## PROBLEM TO WORK ON
Check every line below for the word "bool" and copy the ones that have it.
+-------+
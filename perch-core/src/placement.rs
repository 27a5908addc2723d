//! Placement value type: a side of the trigger crossed with an alignment.

use std::fmt;
use std::str::FromStr;

use serde::{Deserialize, Serialize};

/// Side of the trigger the content is placed on.
#[derive(Debug, Clone, Copy, PartialEq, Eq, Hash)]
pub enum Side {
    Top,
    Right,
    Bottom,
    Left,
}

impl Side {
    pub const ALL: [Side; 4] = [Side::Top, Side::Right, Side::Bottom, Side::Left];

    /// The opposite side.
    #[must_use]
    pub const fn mirrored(self) -> Self {
        match self {
            Side::Top => Side::Bottom,
            Side::Bottom => Side::Top,
            Side::Left => Side::Right,
            Side::Right => Side::Left,
        }
    }

    /// `true` for top and bottom, whose cross axis is horizontal.
    #[must_use]
    pub const fn is_vertical(self) -> bool {
        matches!(self, Side::Top | Side::Bottom)
    }

    const fn as_str(self) -> &'static str {
        match self {
            Side::Top => "top",
            Side::Right => "right",
            Side::Bottom => "bottom",
            Side::Left => "left",
        }
    }
}

/// Cross-axis alignment of the content against the trigger.
#[derive(Debug, Clone, Copy, PartialEq, Eq, Hash, Default)]
pub enum Align {
    /// Leading edges flush.
    Start,
    /// Midpoints aligned.
    #[default]
    Center,
    /// Trailing edges flush.
    End,
}

impl Align {
    pub const ALL: [Align; 3] = [Align::Start, Align::Center, Align::End];

    #[must_use]
    pub const fn mirrored(self) -> Self {
        match self {
            Align::Start => Align::End,
            Align::End => Align::Start,
            Align::Center => Align::Center,
        }
    }
}

/// Where floating content is anchored relative to its trigger.
///
/// The twelve variants are every `Side` crossed with every `Align`. The text
/// form is `side` for centered placements and `side-start` / `side-end`
/// otherwise, which is also what serde reads and writes.
#[derive(Debug, Clone, Copy, PartialEq, Eq, Hash, Default)]
pub enum Placement {
    Top,
    TopStart,
    TopEnd,
    Right,
    RightStart,
    RightEnd,
    #[default]
    Bottom,
    BottomStart,
    BottomEnd,
    Left,
    LeftStart,
    LeftEnd,
}

impl Placement {
    pub const ALL: [Placement; 12] = [
        Placement::Top,
        Placement::TopStart,
        Placement::TopEnd,
        Placement::Right,
        Placement::RightStart,
        Placement::RightEnd,
        Placement::Bottom,
        Placement::BottomStart,
        Placement::BottomEnd,
        Placement::Left,
        Placement::LeftStart,
        Placement::LeftEnd,
    ];

    #[must_use]
    pub const fn new(side: Side, align: Align) -> Self {
        match (side, align) {
            (Side::Top, Align::Center) => Placement::Top,
            (Side::Top, Align::Start) => Placement::TopStart,
            (Side::Top, Align::End) => Placement::TopEnd,
            (Side::Right, Align::Center) => Placement::Right,
            (Side::Right, Align::Start) => Placement::RightStart,
            (Side::Right, Align::End) => Placement::RightEnd,
            (Side::Bottom, Align::Center) => Placement::Bottom,
            (Side::Bottom, Align::Start) => Placement::BottomStart,
            (Side::Bottom, Align::End) => Placement::BottomEnd,
            (Side::Left, Align::Center) => Placement::Left,
            (Side::Left, Align::Start) => Placement::LeftStart,
            (Side::Left, Align::End) => Placement::LeftEnd,
        }
    }

    #[must_use]
    pub const fn side(self) -> Side {
        match self {
            Placement::Top | Placement::TopStart | Placement::TopEnd => Side::Top,
            Placement::Right | Placement::RightStart | Placement::RightEnd => Side::Right,
            Placement::Bottom | Placement::BottomStart | Placement::BottomEnd => Side::Bottom,
            Placement::Left | Placement::LeftStart | Placement::LeftEnd => Side::Left,
        }
    }

    #[must_use]
    pub const fn align(self) -> Align {
        match self {
            Placement::Top | Placement::Right | Placement::Bottom | Placement::Left => {
                Align::Center
            }
            Placement::TopStart
            | Placement::RightStart
            | Placement::BottomStart
            | Placement::LeftStart => Align::Start,
            Placement::TopEnd | Placement::RightEnd | Placement::BottomEnd | Placement::LeftEnd => {
                Align::End
            }
        }
    }

    /// Mirror both side and alignment. Applying it twice is the identity.
    #[must_use]
    pub const fn flipped(self) -> Self {
        Self::new(self.side().mirrored(), self.align().mirrored())
    }
}

impl fmt::Display for Placement {
    fn fmt(&self, f: &mut fmt::Formatter<'_>) -> fmt::Result {
        let side = self.side().as_str();
        match self.align() {
            Align::Center => f.write_str(side),
            Align::Start => write!(f, "{side}-start"),
            Align::End => write!(f, "{side}-end"),
        }
    }
}

/// Returned when a string is not one of the twelve placement names.
#[derive(Debug, Clone, PartialEq, Eq, thiserror::Error)]
#[error("unknown placement `{0}`")]
pub struct ParsePlacementError(String);

impl FromStr for Placement {
    type Err = ParsePlacementError;

    fn from_str(s: &str) -> Result<Self, Self::Err> {
        let (side, align) = match s.split_once('-') {
            Some((side, "start")) => (side, Align::Start),
            Some((side, "end")) => (side, Align::End),
            Some(_) => return Err(ParsePlacementError(s.to_string())),
            None => (s, Align::Center),
        };
        let side = match side {
            "top" => Side::Top,
            "right" => Side::Right,
            "bottom" => Side::Bottom,
            "left" => Side::Left,
            _ => return Err(ParsePlacementError(s.to_string())),
        };
        Ok(Self::new(side, align))
    }
}

impl Serialize for Placement {
    fn serialize<S: serde::Serializer>(&self, serializer: S) -> Result<S::Ok, S::Error> {
        serializer.collect_str(self)
    }
}

impl<'de> Deserialize<'de> for Placement {
    fn deserialize<D: serde::Deserializer<'de>>(deserializer: D) -> Result<Self, D::Error> {
        let s = String::deserialize(deserializer)?;
        s.parse().map_err(serde::de::Error::custom)
    }
}
//! Viewport geometry primitives.
//!
//! Rectangles are always in viewport (client) coordinates, the same space
//! `getBoundingClientRect` reports. They are derived per call from live
//! layout and never cached across frames.

use serde::{Deserialize, Serialize};

use crate::error::{Error, Result};

/// An axis-aligned rectangle.
#[derive(Debug, Clone, Copy, PartialEq, Default, Serialize, Deserialize)]
pub struct Rect {
    pub x: f64,
    pub y: f64,
    pub width: f64,
    pub height: f64,
}

impl Rect {
    #[must_use]
    pub const fn new(x: f64, y: f64, width: f64, height: f64) -> Self {
        Self {
            x,
            y,
            width,
            height,
        }
    }

    /// Build a rectangle from its edges.
    #[must_use]
    pub fn from_edges(left: f64, top: f64, right: f64, bottom: f64) -> Self {
        Self::new(left, top, right - left, bottom - top)
    }

    #[must_use]
    pub const fn left(&self) -> f64 {
        self.x
    }

    #[must_use]
    pub const fn top(&self) -> f64 {
        self.y
    }

    #[must_use]
    pub fn right(&self) -> f64 {
        self.x + self.width
    }

    #[must_use]
    pub fn bottom(&self) -> f64 {
        self.y + self.height
    }

    #[must_use]
    pub fn center_x(&self) -> f64 {
        self.x + self.width / 2.0
    }

    #[must_use]
    pub fn center_y(&self) -> f64 {
        self.y + self.height / 2.0
    }

    #[must_use]
    pub fn area(&self) -> f64 {
        self.width.max(0.0) * self.height.max(0.0)
    }

    /// Same size, moved to `(x, y)`.
    #[must_use]
    pub const fn at(self, x: f64, y: f64) -> Self {
        Self::new(x, y, self.width, self.height)
    }

    /// Overlapping region of two rectangles, `None` if they do not overlap.
    #[must_use]
    pub fn intersection(&self, other: &Rect) -> Option<Rect> {
        let left = self.left().max(other.left());
        let top = self.top().max(other.top());
        let right = self.right().min(other.right());
        let bottom = self.bottom().min(other.bottom());
        (right > left && bottom > top).then(|| Rect::from_edges(left, top, right, bottom))
    }

    /// Check that the rectangle can be anchored to or positioned.
    ///
    /// `what` names the rectangle in the error ("trigger", "content").
    pub fn validate(&self, what: &'static str) -> Result<()> {
        let usable = |v: f64| v.is_finite() && v > 0.0;
        if usable(self.width) && usable(self.height) && self.x.is_finite() && self.y.is_finite()
        {
            Ok(())
        } else {
            Err(Error::InvalidGeometry {
                what,
                width: self.width,
                height: self.height,
            })
        }
    }
}

/// The visible viewport, sampled at computation time.
#[derive(Debug, Clone, Copy, PartialEq, Default, Serialize, Deserialize)]
pub struct Viewport {
    pub width: f64,
    pub height: f64,
    #[serde(default)]
    pub scroll_x: f64,
    #[serde(default)]
    pub scroll_y: f64,
}

impl Viewport {
    #[must_use]
    pub const fn new(width: f64, height: f64) -> Self {
        Self {
            width,
            height,
            scroll_x: 0.0,
            scroll_y: 0.0,
        }
    }

    #[must_use]
    pub const fn with_scroll(mut self, scroll_x: f64, scroll_y: f64) -> Self {
        self.scroll_x = scroll_x;
        self.scroll_y = scroll_y;
        self
    }

    /// The viewport as a rectangle in client coordinates.
    #[must_use]
    pub const fn rect(&self) -> Rect {
        Rect::new(0.0, 0.0, self.width, self.height)
    }

    /// Edges of `rect` that cross the viewport boundary inset by `padding`.
    #[must_use]
    pub fn overflow(&self, rect: &Rect, padding: f64) -> Overflow {
        Overflow {
            top: rect.top() < padding,
            right: rect.right() > self.width - padding,
            bottom: rect.bottom() > self.height - padding,
            left: rect.left() < padding,
        }
    }

    /// Fraction of `rect` that is visible, in `[0, 1]`.
    #[must_use]
    pub fn visible_ratio(&self, rect: &Rect) -> f64 {
        let total = rect.area();
        if total <= 0.0 {
            return 0.0;
        }
        self.rect()
            .intersection(rect)
            .map_or(0.0, |visible| (visible.area() / total).clamp(0.0, 1.0))
    }

    /// Convert a client-space point to document coordinates.
    #[must_use]
    pub fn to_document(&self, x: f64, y: f64) -> (f64, f64) {
        (x + self.scroll_x, y + self.scroll_y)
    }
}

/// Which viewport edges a rectangle crosses.
#[derive(Debug, Clone, Copy, PartialEq, Eq, Default)]
pub struct Overflow {
    pub top: bool,
    pub right: bool,
    pub bottom: bool,
    pub left: bool,
}

impl Overflow {
    /// Number of overflowing edges.
    #[must_use]
    pub fn count(&self) -> usize {
        [self.top, self.right, self.bottom, self.left]
            .into_iter()
            .filter(|edge| *edge)
            .count()
    }

    #[must_use]
    pub fn any(&self) -> bool {
        self.count() > 0
    }
}

#[cfg(test)]
mod tests {
    use super::*;

    #[test]
    fn edges_are_derived_from_origin_and_size() {
        let rect = Rect::new(10.0, 20.0, 30.0, 40.0);
        assert_eq!(rect.right(), 40.0);
        assert_eq!(rect.bottom(), 60.0);
        assert_eq!(rect.center_x(), 25.0);
        assert_eq!(rect.center_y(), 40.0);
        assert_eq!(Rect::from_edges(10.0, 20.0, 40.0, 60.0), rect);
    }

    #[test]
    fn validate_rejects_degenerate_sizes() {
        assert!(Rect::new(0.0, 0.0, 10.0, 10.0).validate("trigger").is_ok());
        for (w, h) in [(0.0, 10.0), (10.0, 0.0), (-1.0, 10.0), (f64::NAN, 10.0)] {
            let err = Rect::new(0.0, 0.0, w, h).validate("content");
            assert!(
                matches!(err, Err(Error::InvalidGeometry { what: "content", .. })),
                "{w}x{h} should be rejected"
            );
        }
    }

    #[test]
    fn intersection_of_disjoint_rects_is_none() {
        let a = Rect::new(0.0, 0.0, 10.0, 10.0);
        let b = Rect::new(10.0, 0.0, 10.0, 10.0);
        assert_eq!(a.intersection(&b), None);
    }

    #[test]
    fn overflow_counts_each_crossed_edge() {
        let viewport = Viewport::new(100.0, 100.0);
        let inside = Rect::new(10.0, 10.0, 20.0, 20.0);
        assert_eq!(viewport.overflow(&inside, 8.0).count(), 0);

        let corner = Rect::new(-5.0, 90.0, 20.0, 20.0);
        let overflow = viewport.overflow(&corner, 0.0);
        assert!(overflow.left && overflow.bottom);
        assert!(!overflow.top && !overflow.right);
        assert_eq!(overflow.count(), 2);
    }

    #[test]
    fn padding_shrinks_the_usable_area() {
        let viewport = Viewport::new(100.0, 100.0);
        let rect = Rect::new(4.0, 50.0, 10.0, 10.0);
        assert!(!viewport.overflow(&rect, 0.0).any());
        assert!(viewport.overflow(&rect, 8.0).left);
    }

    #[test]
    fn visible_ratio_is_partial_for_clipped_rects() {
        let viewport = Viewport::new(100.0, 100.0);
        assert_eq!(viewport.visible_ratio(&Rect::new(0.0, 0.0, 50.0, 50.0)), 1.0);
        assert_eq!(viewport.visible_ratio(&Rect::new(-25.0, 0.0, 50.0, 50.0)), 0.5);
        assert_eq!(viewport.visible_ratio(&Rect::new(200.0, 0.0, 50.0, 50.0)), 0.0);
    }

    #[test]
    fn scroll_offsets_map_to_document_space() {
        let viewport = Viewport::new(800.0, 600.0).with_scroll(0.0, 250.0);
        assert_eq!(viewport.to_document(10.0, 10.0), (10.0, 260.0));
    }
}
+-------+
## REPLY TO THE TASK
    pub const fn is_vertical(self) -> bool {
    pub top: bool,
    pub right: bool,
    pub bottom: bool,
    pub left: bool,
    pub fn any(&self) -> bool {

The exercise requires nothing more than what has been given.